(Stored items)
◇ ◇ ◇ ◇
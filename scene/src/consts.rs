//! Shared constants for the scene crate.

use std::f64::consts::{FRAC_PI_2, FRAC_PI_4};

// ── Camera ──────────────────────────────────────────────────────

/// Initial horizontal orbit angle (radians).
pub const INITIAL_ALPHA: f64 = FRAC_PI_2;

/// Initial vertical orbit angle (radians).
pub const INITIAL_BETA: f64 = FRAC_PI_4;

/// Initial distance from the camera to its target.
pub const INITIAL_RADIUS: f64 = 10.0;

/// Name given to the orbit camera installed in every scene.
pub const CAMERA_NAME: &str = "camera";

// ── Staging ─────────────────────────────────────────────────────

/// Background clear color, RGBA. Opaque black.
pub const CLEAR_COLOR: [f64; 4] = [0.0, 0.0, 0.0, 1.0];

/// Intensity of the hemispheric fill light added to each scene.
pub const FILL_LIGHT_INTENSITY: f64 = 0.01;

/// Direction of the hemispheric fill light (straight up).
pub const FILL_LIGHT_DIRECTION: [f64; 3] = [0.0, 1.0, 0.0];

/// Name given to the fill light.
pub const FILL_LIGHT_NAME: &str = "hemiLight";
◇ ◇ ◇ ◇
• [What is being asked] All the entries are to be set down exactly as they appear.

• [Answer to the exercise]
filename scene/src/consts.rs
//! Shared constants for the scene crate.

use std::f64::consts::{FRAC_PI_2, FRAC_PI_4};

// ── Camera ──────────────────────────────────────────────────────

/// Initial horizontal orbit angle (radians).
pub const INITIAL_ALPHA: f64 = FRAC_PI_2;

/// Initial vertical orbit angle (radians).
pub const INITIAL_BETA: f64 = FRAC_PI_4;

/// Initial distance from the camera to its target.
pub const INITIAL_RADIUS: f64 = 10.0;

/// Name given to the orbit camera installed in every scene.
pub const CAMERA_NAME: &str = "camera";

// ── Staging ─────────────────────────────────────────────────────

/// Background clear color, RGBA. Opaque black.
pub const CLEAR_COLOR: [f64; 4] = [0.0, 0.0, 0.0, 1.0];

/// Intensity of the hemispheric fill light added to each scene.
pub const FILL_LIGHT_INTENSITY: f64 = 0.01;

/// Direction of the hemispheric fill light (straight up).
pub const FILL_LIGHT_DIRECTION: [f64; 3] = [0.0, 1.0, 0.0];

/// Name given to the fill light.
pub const FILL_LIGHT_NAME: &str = "hemiLight";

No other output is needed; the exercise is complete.